• [What the task asks] From the entries below, determine the number of lines that contain "then". Give that number by itself.

• [Provided entries]
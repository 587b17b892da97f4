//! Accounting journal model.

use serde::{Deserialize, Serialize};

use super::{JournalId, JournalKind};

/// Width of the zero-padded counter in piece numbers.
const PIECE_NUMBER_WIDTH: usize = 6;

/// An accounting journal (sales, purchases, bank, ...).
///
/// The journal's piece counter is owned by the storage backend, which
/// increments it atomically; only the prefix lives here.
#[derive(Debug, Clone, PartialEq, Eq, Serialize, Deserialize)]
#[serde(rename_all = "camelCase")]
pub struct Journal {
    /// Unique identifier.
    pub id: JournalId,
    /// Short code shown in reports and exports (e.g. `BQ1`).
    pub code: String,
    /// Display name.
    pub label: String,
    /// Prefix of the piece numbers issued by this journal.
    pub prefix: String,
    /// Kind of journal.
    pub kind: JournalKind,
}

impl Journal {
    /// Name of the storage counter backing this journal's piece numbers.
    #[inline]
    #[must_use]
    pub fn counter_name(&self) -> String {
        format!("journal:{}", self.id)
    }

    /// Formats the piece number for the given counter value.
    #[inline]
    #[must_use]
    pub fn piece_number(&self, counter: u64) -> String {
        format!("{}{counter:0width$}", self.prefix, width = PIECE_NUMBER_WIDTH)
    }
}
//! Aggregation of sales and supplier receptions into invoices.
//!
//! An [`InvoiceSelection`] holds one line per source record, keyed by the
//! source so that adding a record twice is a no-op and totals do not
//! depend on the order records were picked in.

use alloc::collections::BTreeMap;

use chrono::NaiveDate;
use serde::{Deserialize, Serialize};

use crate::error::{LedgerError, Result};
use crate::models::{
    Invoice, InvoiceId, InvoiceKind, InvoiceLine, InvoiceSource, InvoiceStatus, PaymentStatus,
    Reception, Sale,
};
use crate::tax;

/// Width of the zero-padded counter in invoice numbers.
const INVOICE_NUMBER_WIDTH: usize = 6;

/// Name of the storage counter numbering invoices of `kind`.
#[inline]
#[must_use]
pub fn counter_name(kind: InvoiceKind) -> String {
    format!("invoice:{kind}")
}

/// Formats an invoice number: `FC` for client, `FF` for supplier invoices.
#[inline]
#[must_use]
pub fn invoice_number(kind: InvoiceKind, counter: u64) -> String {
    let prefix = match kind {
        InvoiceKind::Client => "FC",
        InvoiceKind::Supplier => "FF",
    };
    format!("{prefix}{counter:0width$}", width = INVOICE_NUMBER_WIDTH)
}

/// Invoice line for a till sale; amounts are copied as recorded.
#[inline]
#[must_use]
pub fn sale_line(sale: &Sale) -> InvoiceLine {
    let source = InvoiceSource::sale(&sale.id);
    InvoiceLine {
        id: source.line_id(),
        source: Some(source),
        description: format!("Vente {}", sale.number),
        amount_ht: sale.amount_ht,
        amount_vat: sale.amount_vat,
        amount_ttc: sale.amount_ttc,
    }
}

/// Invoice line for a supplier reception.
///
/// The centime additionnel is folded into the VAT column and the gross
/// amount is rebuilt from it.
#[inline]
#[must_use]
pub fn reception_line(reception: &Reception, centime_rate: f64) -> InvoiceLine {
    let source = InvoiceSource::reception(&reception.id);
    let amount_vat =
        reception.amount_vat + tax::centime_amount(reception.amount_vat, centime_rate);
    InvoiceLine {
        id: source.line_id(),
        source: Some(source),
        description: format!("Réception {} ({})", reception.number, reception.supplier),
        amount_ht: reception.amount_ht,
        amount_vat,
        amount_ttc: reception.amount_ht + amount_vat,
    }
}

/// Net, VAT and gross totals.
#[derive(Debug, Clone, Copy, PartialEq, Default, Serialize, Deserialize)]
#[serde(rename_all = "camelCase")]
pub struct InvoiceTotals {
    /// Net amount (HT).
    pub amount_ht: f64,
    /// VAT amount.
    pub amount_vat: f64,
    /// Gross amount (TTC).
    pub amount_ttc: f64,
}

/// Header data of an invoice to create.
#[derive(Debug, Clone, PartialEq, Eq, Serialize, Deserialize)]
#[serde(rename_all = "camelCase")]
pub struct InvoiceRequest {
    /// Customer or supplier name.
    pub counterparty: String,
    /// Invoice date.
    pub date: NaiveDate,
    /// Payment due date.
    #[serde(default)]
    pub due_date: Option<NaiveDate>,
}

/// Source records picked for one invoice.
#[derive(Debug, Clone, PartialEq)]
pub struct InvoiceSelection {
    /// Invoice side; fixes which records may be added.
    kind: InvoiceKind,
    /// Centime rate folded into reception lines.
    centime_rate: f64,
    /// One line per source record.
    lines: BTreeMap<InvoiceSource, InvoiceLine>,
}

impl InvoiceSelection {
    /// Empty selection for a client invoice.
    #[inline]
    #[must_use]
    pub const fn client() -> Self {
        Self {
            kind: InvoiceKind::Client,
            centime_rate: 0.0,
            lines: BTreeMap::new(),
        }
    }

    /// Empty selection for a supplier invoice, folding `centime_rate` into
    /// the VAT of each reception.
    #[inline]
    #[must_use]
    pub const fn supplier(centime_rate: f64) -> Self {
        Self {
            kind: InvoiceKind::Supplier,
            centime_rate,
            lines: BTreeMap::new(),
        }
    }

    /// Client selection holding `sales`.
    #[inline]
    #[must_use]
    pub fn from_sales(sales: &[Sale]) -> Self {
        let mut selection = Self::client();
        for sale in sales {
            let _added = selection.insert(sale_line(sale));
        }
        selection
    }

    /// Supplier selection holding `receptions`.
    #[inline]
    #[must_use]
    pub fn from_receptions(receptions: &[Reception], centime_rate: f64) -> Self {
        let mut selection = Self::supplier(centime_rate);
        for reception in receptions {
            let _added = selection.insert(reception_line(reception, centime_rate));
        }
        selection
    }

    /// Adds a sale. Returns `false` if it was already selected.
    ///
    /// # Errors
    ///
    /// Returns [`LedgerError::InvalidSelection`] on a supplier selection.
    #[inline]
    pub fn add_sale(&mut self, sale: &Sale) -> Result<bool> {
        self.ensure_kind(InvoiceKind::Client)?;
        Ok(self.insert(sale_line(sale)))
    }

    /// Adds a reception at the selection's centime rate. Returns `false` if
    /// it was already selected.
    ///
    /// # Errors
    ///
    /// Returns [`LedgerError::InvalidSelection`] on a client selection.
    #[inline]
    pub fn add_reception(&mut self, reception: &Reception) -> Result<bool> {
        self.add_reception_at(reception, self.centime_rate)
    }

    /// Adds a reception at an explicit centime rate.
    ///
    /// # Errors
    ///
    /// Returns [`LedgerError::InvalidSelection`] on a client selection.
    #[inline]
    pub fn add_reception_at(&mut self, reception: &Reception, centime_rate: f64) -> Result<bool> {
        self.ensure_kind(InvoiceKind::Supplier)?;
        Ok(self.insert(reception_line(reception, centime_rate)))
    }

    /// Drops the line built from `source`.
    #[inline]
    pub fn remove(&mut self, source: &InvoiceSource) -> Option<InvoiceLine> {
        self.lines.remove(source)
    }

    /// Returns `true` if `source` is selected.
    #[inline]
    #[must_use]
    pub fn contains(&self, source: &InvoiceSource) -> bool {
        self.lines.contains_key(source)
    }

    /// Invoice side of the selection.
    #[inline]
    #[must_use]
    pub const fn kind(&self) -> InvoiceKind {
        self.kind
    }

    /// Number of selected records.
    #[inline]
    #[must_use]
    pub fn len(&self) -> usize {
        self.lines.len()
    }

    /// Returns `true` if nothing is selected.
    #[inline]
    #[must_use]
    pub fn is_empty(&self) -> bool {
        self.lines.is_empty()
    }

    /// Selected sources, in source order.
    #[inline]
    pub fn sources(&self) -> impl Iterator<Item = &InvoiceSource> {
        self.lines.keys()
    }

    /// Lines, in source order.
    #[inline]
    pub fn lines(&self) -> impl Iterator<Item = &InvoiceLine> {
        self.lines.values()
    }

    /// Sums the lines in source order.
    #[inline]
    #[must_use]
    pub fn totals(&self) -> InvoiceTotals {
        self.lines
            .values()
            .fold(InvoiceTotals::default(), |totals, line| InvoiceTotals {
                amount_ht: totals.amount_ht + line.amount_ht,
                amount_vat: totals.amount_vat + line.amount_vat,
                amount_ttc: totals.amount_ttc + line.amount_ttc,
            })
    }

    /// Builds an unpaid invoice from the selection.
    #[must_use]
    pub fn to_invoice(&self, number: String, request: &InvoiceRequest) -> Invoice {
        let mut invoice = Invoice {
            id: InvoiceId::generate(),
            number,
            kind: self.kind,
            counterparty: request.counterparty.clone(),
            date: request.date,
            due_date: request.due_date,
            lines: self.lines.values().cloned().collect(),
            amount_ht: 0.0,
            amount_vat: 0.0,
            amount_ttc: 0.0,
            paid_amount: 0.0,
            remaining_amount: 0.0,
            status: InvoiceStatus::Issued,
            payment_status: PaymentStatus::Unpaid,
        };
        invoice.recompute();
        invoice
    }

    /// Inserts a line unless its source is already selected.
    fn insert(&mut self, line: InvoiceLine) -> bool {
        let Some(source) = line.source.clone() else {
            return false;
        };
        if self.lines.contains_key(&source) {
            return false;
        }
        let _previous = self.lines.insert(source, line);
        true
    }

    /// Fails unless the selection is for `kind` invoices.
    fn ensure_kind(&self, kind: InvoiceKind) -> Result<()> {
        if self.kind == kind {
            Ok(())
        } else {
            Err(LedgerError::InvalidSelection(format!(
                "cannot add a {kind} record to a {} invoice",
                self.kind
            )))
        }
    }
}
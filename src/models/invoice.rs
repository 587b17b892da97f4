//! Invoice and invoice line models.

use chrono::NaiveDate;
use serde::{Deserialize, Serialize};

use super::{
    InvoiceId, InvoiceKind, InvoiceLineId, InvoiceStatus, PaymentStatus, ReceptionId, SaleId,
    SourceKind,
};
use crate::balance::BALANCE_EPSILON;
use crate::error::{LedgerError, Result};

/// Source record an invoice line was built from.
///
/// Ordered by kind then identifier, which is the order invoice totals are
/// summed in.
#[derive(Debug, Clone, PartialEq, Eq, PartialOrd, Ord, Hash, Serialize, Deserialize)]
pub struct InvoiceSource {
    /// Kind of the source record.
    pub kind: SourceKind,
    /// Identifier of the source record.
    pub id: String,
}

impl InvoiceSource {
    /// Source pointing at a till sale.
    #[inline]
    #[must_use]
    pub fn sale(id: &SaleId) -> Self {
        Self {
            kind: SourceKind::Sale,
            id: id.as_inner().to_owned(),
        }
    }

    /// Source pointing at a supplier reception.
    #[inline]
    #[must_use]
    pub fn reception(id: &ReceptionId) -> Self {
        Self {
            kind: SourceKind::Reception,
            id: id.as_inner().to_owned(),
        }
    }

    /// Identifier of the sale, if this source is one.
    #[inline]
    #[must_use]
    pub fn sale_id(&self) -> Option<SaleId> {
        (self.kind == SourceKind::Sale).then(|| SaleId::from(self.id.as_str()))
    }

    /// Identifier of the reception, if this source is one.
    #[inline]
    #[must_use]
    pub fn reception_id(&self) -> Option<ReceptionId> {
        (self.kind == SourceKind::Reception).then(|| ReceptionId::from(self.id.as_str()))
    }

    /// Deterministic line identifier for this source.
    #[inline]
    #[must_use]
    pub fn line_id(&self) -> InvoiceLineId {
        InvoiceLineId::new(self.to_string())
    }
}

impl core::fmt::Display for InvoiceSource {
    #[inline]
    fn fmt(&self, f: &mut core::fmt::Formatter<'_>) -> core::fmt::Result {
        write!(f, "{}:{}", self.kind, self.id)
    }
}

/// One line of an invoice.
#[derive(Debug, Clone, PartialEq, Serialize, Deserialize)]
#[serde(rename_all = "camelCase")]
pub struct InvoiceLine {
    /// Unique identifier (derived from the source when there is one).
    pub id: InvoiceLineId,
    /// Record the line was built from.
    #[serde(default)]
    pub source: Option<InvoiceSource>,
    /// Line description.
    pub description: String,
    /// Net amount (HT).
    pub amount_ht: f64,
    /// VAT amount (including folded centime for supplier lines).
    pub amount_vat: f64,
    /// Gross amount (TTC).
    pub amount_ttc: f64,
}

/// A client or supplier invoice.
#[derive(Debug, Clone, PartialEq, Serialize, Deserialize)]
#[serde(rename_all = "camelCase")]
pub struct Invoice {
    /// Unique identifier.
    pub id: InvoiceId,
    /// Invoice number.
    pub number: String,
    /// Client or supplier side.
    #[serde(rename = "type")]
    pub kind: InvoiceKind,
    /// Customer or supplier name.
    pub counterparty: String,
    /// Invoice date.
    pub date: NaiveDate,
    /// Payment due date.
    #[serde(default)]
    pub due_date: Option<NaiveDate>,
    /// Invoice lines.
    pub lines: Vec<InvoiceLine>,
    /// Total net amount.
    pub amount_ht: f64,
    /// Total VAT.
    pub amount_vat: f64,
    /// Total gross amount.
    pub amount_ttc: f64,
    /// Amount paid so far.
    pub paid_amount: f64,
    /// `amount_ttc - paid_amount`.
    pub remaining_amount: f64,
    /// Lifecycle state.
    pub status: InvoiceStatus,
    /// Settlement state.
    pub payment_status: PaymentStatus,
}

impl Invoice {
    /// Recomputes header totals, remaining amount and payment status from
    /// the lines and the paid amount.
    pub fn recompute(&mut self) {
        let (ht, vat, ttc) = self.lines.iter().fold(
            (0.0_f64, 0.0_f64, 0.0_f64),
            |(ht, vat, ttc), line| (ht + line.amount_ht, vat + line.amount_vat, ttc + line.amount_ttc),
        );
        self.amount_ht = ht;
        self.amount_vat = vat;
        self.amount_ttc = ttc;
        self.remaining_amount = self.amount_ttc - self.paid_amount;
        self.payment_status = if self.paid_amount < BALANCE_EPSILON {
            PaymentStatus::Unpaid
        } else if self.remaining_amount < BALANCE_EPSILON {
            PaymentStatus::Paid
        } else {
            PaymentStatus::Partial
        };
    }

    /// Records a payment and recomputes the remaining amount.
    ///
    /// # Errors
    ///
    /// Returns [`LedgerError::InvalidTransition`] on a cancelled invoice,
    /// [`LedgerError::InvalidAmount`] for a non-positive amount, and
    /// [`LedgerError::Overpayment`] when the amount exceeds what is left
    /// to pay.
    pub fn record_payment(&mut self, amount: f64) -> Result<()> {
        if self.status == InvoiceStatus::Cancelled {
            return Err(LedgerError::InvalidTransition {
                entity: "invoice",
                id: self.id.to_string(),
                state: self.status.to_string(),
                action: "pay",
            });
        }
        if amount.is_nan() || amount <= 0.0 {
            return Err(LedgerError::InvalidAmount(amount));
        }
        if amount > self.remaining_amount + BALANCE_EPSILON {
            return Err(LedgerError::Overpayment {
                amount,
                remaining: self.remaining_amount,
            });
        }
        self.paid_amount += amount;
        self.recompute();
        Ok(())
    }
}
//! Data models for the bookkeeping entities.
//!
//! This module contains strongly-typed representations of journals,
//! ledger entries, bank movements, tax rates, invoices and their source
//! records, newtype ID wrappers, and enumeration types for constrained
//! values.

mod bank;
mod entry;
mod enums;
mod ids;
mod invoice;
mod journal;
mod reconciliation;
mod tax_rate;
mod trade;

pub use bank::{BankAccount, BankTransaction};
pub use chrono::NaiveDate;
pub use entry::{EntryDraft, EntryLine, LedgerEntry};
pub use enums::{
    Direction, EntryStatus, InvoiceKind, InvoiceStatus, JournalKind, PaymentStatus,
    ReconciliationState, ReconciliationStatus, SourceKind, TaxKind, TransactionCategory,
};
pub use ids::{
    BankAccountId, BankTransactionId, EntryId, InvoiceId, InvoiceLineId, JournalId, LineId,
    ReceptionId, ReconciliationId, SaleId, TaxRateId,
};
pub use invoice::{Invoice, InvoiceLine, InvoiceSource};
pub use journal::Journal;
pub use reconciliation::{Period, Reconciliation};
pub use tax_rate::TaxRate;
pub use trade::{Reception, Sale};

• [Written answer] 3